People meaning well keep telling me that YouTube has auto caption. There is no eloquent way to put this. YouTube auto caption sucks. For being a Google product, a company that has whole departments full with engineers for each product. They still haven’t gotten speech to text even decently right. It’s easy to try for yourself. Mute the sound, turn on auto caption and use YouTube like that for a couple of days. Also, notice how happy you’ll be when the channel offers original subtitles for their videos.

I am glad that a group of front-end coders are now investing in inclusive design. Making websites accessible for everyone. It’s not easy. Not only do you have to work more precise and educate yourself about all kinds of people who use the internet. You have to educate the people providing content for the website you painstakingly coded to be usable for everyone.

It is an uphill battle, while a growing group of front-end coders are doing the good work. A giant like Facebook keeps pushing for video content as main content while doing nothing about captions or audio description. Netflix is leading by starting to add audio description and everything is subtitled. Although not in English.
Another misconception. Just because I live in The Netherlands does not mean I want subtitles in Dutch. I want them in English, especially if I’m watching a movie spoken in English.

There are many more examples of this imbalance. Technology keeps advancing but only a little is being done for inclusivity. Think about the new era of smart home, Amazon echo, etc. It’s mostly audio interface. What about we perfect speech to text and vice versa before we exclude even more people from daily experiences?

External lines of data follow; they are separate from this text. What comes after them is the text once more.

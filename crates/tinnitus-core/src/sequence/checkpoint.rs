use serde::{Deserialize, Serialize};

use crate::events::FeedbackKind;

/// When a running countdown emits a cue before the step expires.
///
/// Checked against the remaining seconds *after* each decrement, including
/// the tick that reaches zero.
#[derive(Debug, Clone, Copy, PartialEq, Eq, Default, Serialize, Deserialize)]
#[serde(tag = "kind", rename_all = "snake_case")]
pub enum CheckpointPolicy {
    #[default]
    Never,
    /// Every multiple of `secs` remaining.
    Every { secs: u32, cue: FeedbackKind },
    /// Exactly `secs` remaining.
    At { secs: u32, cue: FeedbackKind },
}

impl CheckpointPolicy {
    pub fn cue_for(&self, remaining_secs: u32) -> Option<FeedbackKind> {
        match *self {
            CheckpointPolicy::Never => None,
            CheckpointPolicy::Every { secs, cue } if secs > 0 && remaining_secs % secs == 0 => {
                Some(cue)
            }
            CheckpointPolicy::At { secs, cue } if remaining_secs == secs => Some(cue),
            _ => None,
        }
    }
}

#[cfg(test)]
mod tests {
    use super::*;

    #[test]
    fn every_matches_multiples_including_zero() {
        let policy = CheckpointPolicy::Every {
            secs: 60,
            cue: FeedbackKind::Notification,
        };
        assert_eq!(policy.cue_for(240), Some(FeedbackKind::Notification));
        assert_eq!(policy.cue_for(239), None);
        assert_eq!(policy.cue_for(0), Some(FeedbackKind::Notification));
    }

    #[test]
    fn at_matches_once() {
        let policy = CheckpointPolicy::At {
            secs: 5,
            cue: FeedbackKind::Notification,
        };
        let hits = (0..=15).filter(|r| policy.cue_for(*r).is_some()).count();
        assert_eq!(hits, 1);
    }

    #[test]
    fn every_zero_never_fires() {
        let policy = CheckpointPolicy::Every {
            secs: 0,
            cue: FeedbackKind::Click,
        };
        assert!((0..100).all(|r| policy.cue_for(r).is_none()));
    }
}
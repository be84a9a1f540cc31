//! Host-side plumbing: logging, cue output and the real-time tick source.

use std::time::Duration;

use tinnitus_core::{FeedbackKind, FeedbackSink, Gated, Settings, TickSource};
use tokio::runtime::Runtime;
use tokio::time::{Interval, MissedTickBehavior};
use tracing_subscriber::EnvFilter;

pub fn init_logging(verbose: u8) {
    let default = match verbose {
        0 => "warn",
        1 => "debug",
        _ => "trace",
    };
    let filter = EnvFilter::try_from_default_env().unwrap_or_else(|_| EnvFilter::new(default));
    let _ = tracing_subscriber::fmt()
        .with_env_filter(filter)
        .with_writer(std::io::stderr)
        .with_target(false)
        .try_init();
}

/// Stands in for the watch's haptic engine: one line per cue on stderr.
#[derive(Debug, Default)]
pub struct ConsoleCues;

impl FeedbackSink for ConsoleCues {
    fn play(&mut self, cue: FeedbackKind) {
        eprintln!("[{cue}]");
    }
}

pub fn cue_sink(settings: &Settings) -> Gated<ConsoleCues> {
    Gated::new(ConsoleCues, settings.haptics)
}

/// Wall-clock ticks from a tokio interval on a current-thread runtime.
pub struct RealtimeTicks {
    runtime: Runtime,
    interval: Interval,
    delivered: u64,
    limit: Option<u64>,
}

impl RealtimeTicks {
    pub fn new(period: Duration, limit: Option<u64>) -> std::io::Result<Self> {
        let runtime = tokio::runtime::Builder::new_current_thread()
            .enable_time()
            .build()?;
        let mut interval = runtime.block_on(async { tokio::time::interval(period) });
        interval.set_missed_tick_behavior(MissedTickBehavior::Delay);
        // The first tick of an interval completes immediately.
        runtime.block_on(interval.tick());
        Ok(Self {
            runtime,
            interval,
            delivered: 0,
            limit,
        })
    }
}

impl TickSource for RealtimeTicks {
    fn next_tick(&mut self) -> Option<u64> {
        if self.limit.is_some_and(|limit| self.delivered >= limit) {
            return None;
        }
        self.runtime.block_on(self.interval.tick());
        self.delivered += 1;
        Some(self.delivered)
    }
}
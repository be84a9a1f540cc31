use clap::Subcommand;
use tinnitus_core::Config;

#[derive(Subcommand)]
pub enum ConfigAction {
    /// Get a config value
    Get {
        /// Config key (e.g. "routines.meditation_secs", "settings.haptics")
        key: String,
    },
    /// Show the effective configuration
    List {
        /// Print as JSON instead of TOML
        #[arg(long)]
        json: bool,
    },
    /// Print the config file location
    Path,
}

pub fn run(action: ConfigAction, config: &Config) -> Result<(), Box<dyn std::error::Error>> {
    match action {
        ConfigAction::Get { key } => {
            println!("{}", config.get(&key)?);
        }
        ConfigAction::List { json } => {
            if json {
                println!("{}", serde_json::to_string_pretty(config)?);
            } else {
                print!("{}", config.to_toml()?);
            }
        }
        ConfigAction::Path => {
            println!("{}", Config::default_path().display());
        }
    }
    Ok(())
}
use serde::Serialize;

use crate::sequence::Preset;

/// Top-level tabs of the app.
#[derive(Debug, Clone, Copy, PartialEq, Eq, Serialize)]
#[serde(rename_all = "lowercase")]
pub enum Tab {
    Games,
    Relax,
    Care,
    Settings,
}

impl Tab {
    pub const ALL: [Tab; 4] = [Tab::Games, Tab::Relax, Tab::Care, Tab::Settings];

    pub fn title(&self) -> &'static str {
        match self {
            Tab::Games => "Games",
            Tab::Relax => "Relax",
            Tab::Care => "Care",
            Tab::Settings => "Settings",
        }
    }
}

/// Something a catalog row opens.
#[derive(Debug, Clone, Copy, PartialEq, Eq, Serialize)]
#[serde(tag = "kind", content = "preset", rename_all = "snake_case")]
pub enum Activity {
    Breathing,
    TapPattern,
    ColorMatch,
    Routine(Preset),
    Tips,
}

impl Activity {
    pub fn title(&self) -> &'static str {
        match self {
            Activity::Breathing => "Breathing Focus",
            Activity::TapPattern => "Tap Patterns",
            Activity::ColorMatch => "Color Puzzle",
            Activity::Routine(preset) => preset.title(),
            Activity::Tips => "Daily Tips",
        }
    }

    /// CLI subcommand that runs this activity.
    pub fn command(&self) -> String {
        match self {
            Activity::Breathing => "breathe".into(),
            Activity::TapPattern => "pattern".into(),
            Activity::ColorMatch => "color".into(),
            Activity::Routine(preset) => format!("session {}", preset.slug()),
            Activity::Tips => "tips".into(),
        }
    }
}

/// Rows of each tab, in display order. The settings tab has no activities.
pub fn catalog() -> Vec<(Tab, Vec<Activity>)> {
    vec![
        (
            Tab::Games,
            vec![Activity::Breathing, Activity::TapPattern, Activity::ColorMatch],
        ),
        (
            Tab::Relax,
            vec![
                Activity::Routine(Preset::Meditation),
                Activity::Routine(Preset::ProgressiveRelaxation),
            ],
        ),
        (
            Tab::Care,
            vec![
                Activity::Routine(Preset::JawExercises),
                Activity::Routine(Preset::EarMassage),
                Activity::Routine(Preset::NeckStretches),
                Activity::Tips,
            ],
        ),
        (Tab::Settings, Vec::new()),
    ]
}

#[cfg(test)]
mod tests {
    use super::*;

    #[test]
    fn every_preset_is_reachable() {
        let listed: Vec<Preset> = catalog()
            .into_iter()
            .flat_map(|(_, rows)| rows)
            .filter_map(|a| match a {
                Activity::Routine(p) => Some(p),
                _ => None,
            })
            .collect();
        for preset in Preset::ALL {
            assert!(listed.contains(&preset), "{preset} missing from catalog");
        }
    }

    #[test]
    fn tabs_in_order() {
        let tabs: Vec<Tab> = catalog().into_iter().map(|(t, _)| t).collect();
        assert_eq!(tabs, Tab::ALL.to_vec());
    }

    #[test]
    fn routine_rows_link_to_session_command() {
        assert_eq!(
            Activity::Routine(Preset::EarMassage).command(),
            "session massage"
        );
        assert_eq!(Activity::ColorMatch.title(), "Color Puzzle");
    }
}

Obviously I am writing this from my personal deaf experience. But it counts for everyone. Improving inclusivity needs to be done and established as a standard on which we build everything. So far, this seems like a pipe dream.

Meanwhile I’m going to start a curated collection of podcasts, vlogs and YouTube channels that have transcripts or subtitles. It doesn’t have to be about web development only. A podcast about Buffy the Vampire Slayer, a vlog about pens and notebooks, a YouTube channel about the greatness of avocados. You get the gist.